What is needed> Lift out each line of the data that holds "struct".

Dataset entries
//! Guarded UI actions

use std::time::Duration;

use async_trait::async_trait;
use serde_json::Value;

use crate::common::{Error, Result};
use crate::guard::Guarded;
use crate::session::webdriver::xpath_literal;
use crate::session::{ElementId, UiSession};

use super::{Locator, Operation, Precondition};

/// An element operation waiting on its element
pub struct UiStep<'a> {
    session: &'a mut dyn UiSession,
    locator: &'a Locator,
    until: Precondition,
    operation: &'a Operation,
}

impl<'a> UiStep<'a> {
    pub fn new(
        session: &'a mut dyn UiSession,
        locator: &'a Locator,
        until: Precondition,
        operation: &'a Operation,
    ) -> Self {
        Self {
            session,
            locator,
            until,
            operation,
        }
    }

    async fn ready_state(&mut self, element: &ElementId) -> Result<bool> {
        match self.until {
            Precondition::Present => Ok(true),
            Precondition::Visible => self.session.is_displayed(element).await,
            Precondition::Clickable => {
                Ok(self.session.is_displayed(element).await?
                    && self.session.is_enabled(element).await?)
            }
        }
    }

    /// One lookup plus the precondition check
    async fn look_up(&mut self) -> Result<Option<ElementId>> {
        let Some(element) = self.session.find(self.locator).await? else {
            return Ok(None);
        };
        match self.ready_state(&element).await {
            Ok(true) => Ok(Some(element)),
            Ok(false) => Ok(None),
            // The element was replaced between lookup and state check
            Err(Error::WebDriver { error, .. }) if error == "stale element reference" => Ok(None),
            Err(e) => Err(e),
        }
    }

    /// Checkbox state: Android exposes a `checked` attribute, browsers `selected`
    async fn is_checked(&mut self, element: &ElementId) -> Result<bool> {
        match self.session.attribute(element, "checked").await? {
            Some(value) if value == "true" || value == "checked" => Ok(true),
            Some(value) if value == "false" => Ok(false),
            _ => self.session.is_selected(element).await,
        }
    }
}

#[async_trait]
impl Guarded for UiStep<'_> {
    type Ready = ElementId;

    fn describe(&self) -> String {
        match self.until {
            Precondition::Present => self.locator.to_string(),
            Precondition::Visible => format!("visible {}", self.locator),
            Precondition::Clickable => format!("clickable {}", self.locator),
        }
    }

    async fn observe(&mut self, remaining: Duration) -> Result<Option<ElementId>> {
        // A zero wait still gets one complete lookup
        if remaining.is_zero() {
            return self.look_up().await;
        }
        match tokio::time::timeout(remaining, self.look_up()).await {
            Ok(found) => found,
            Err(_) => {
                tracing::debug!(
                    locator = %self.locator,
                    "Lookup still pending when the wait expired"
                );
                Ok(None)
            }
        }
    }

    async fn execute(&mut self, element: ElementId) -> Result<Option<Value>> {
        let operation = self.operation;
        match operation {
            Operation::Click => {
                self.session.click(&element).await?;
                Ok(None)
            }
            Operation::Type { text, clear } => {
                if *clear {
                    self.session.clear(&element).await?;
                }
                self.session.send_keys(&element, text).await?;
                Ok(None)
            }
            Operation::Select { option } => {
                let option_locator = Locator::XPath(format!(
                    "./option[normalize-space(.)={}]",
                    xpath_literal(option)
                ));
                let Some(choice) = self.session.find_child(&element, &option_locator).await? else {
                    return Err(Error::Execution(format!(
                        "no option '{}' in {}",
                        option, self.locator
                    )));
                };
                self.session.click(&choice).await?;
                Ok(None)
            }
            Operation::SetChecked(desired) => {
                if self.is_checked(&element).await? == *desired {
                    tracing::debug!(locator = %self.locator, "Already in desired state");
                    return Ok(Some(Value::String("unchanged".to_string())));
                }
                self.session.click(&element).await?;
                Ok(Some(Value::String("changed".to_string())))
            }
            Operation::Read { attribute } => {
                let value = match attribute {
                    Some(name) => self.session.attribute(&element, name).await?,
                    None => Some(self.session.text(&element).await?),
                };
                Ok(Some(value.map(Value::String).unwrap_or(Value::Null)))
            }
            Operation::Verify(check) => {
                let observed = match &check.attribute {
                    Some(name) => self
                        .session
                        .attribute(&element, name)
                        .await?
                        .unwrap_or_default(),
                    None => self.session.text(&element).await?,
                };
                check.check(&self.locator.to_string(), &observed)?;
                Ok(Some(Value::String(observed)))
            }
            Operation::Upload(path) => {
                let path = path.canonicalize().map_err(|e| {
                    Error::Execution(format!("upload file '{}': {}", path.display(), e))
                })?;
                self.session
                    .send_keys(&element, &path.to_string_lossy())
                    .await?;
                Ok(None)
            }
            Operation::Respond(_) => Err(Error::Config(
                "request expectations need an API session".to_string(),
            )),
        }
    }
}

#[cfg(test)]
mod tests {
    use super::*;
    use crate::action::{Action, Target};
    use crate::guard::{Outcome, SkipReason, WaitPolicy};
    use crate::session::Session;
    use tokio::time::Instant;

    /// Backend whose lookups block like a server-side implicit wait
    struct HangingFind {
        lookup_delay: Duration,
        clicks: u32,
    }

    #[async_trait]
    impl UiSession for HangingFind {
        async fn find(&mut self, locator: &Locator) -> Result<Option<ElementId>> {
            tokio::time::sleep(self.lookup_delay).await;
            Ok(Some(ElementId(locator.value().to_string())))
        }

        async fn find_child(&mut self, _: &ElementId, _: &Locator) -> Result<Option<ElementId>> {
            Ok(None)
        }

        async fn is_displayed(&mut self, _: &ElementId) -> Result<bool> {
            Ok(true)
        }

        async fn is_enabled(&mut self, _: &ElementId) -> Result<bool> {
            Ok(true)
        }

        async fn is_selected(&mut self, _: &ElementId) -> Result<bool> {
            Ok(false)
        }

        async fn attribute(&mut self, _: &ElementId, _: &str) -> Result<Option<String>> {
            Ok(None)
        }

        async fn text(&mut self, _: &ElementId) -> Result<String> {
            Ok(String::new())
        }

        async fn click(&mut self, _: &ElementId) -> Result<()> {
            self.clicks += 1;
            Ok(())
        }

        async fn clear(&mut self, _: &ElementId) -> Result<()> {
            Ok(())
        }

        async fn send_keys(&mut self, _: &ElementId, _: &str) -> Result<()> {
            Ok(())
        }

        async fn quit(&mut self) -> Result<()> {
            Ok(())
        }
    }

    fn click(id: &str) -> Action {
        Action::new(
            Target::Element {
                locator: Locator::Id(id.to_string()),
                until: Precondition::Present,
            },
            Operation::Click,
        )
    }

    #[tokio::test(start_paused = true)]
    async fn test_slow_lookup_is_cut_off_at_deadline() {
        let mut session = Session::Ui(Box::new(HangingFind {
            lookup_delay: Duration::from_secs(30),
            clicks: 0,
        }));
        let policy = WaitPolicy::from_millis(200, 50);
        let started = Instant::now();

        let outcome = click("create_wallet_button").run(&mut session, &policy).await;

        assert!(started.elapsed() <= policy.timeout + policy.interval);
        assert!(matches!(
            outcome,
            Outcome::Skipped(SkipReason::PreconditionTimeout { waited_ms: 200, .. })
        ));
    }

    #[tokio::test(start_paused = true)]
    async fn test_lookup_within_deadline_acts_once() {
        let mut ui = HangingFind {
            lookup_delay: Duration::from_millis(120),
            clicks: 0,
        };
        let locator = Locator::Id("continue_button".to_string());
        let operation = Operation::Click;
        let policy = WaitPolicy::from_millis(500, 50);

        let outcome = {
            let mut step = UiStep::new(&mut ui, &locator, Precondition::Clickable, &operation);
            crate::guard::run_guarded(&mut step, &policy).await
        };

        assert!(outcome.is_success());
        assert_eq!(ui.clicks, 1);
    }

    #[tokio::test(start_paused = true)]
    async fn test_zero_wait_completes_its_single_lookup() {
        let mut session = Session::Ui(Box::new(HangingFind {
            lookup_delay: Duration::from_millis(80),
            clicks: 0,
        }));

        let outcome = click("terms_checkbox")
            .run(&mut session, &WaitPolicy::from_millis(0, 50))
            .await;

        assert!(outcome.is_success());
    }
}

Response for this exercise>
pub struct UiStep<'a> {
    struct HangingFind {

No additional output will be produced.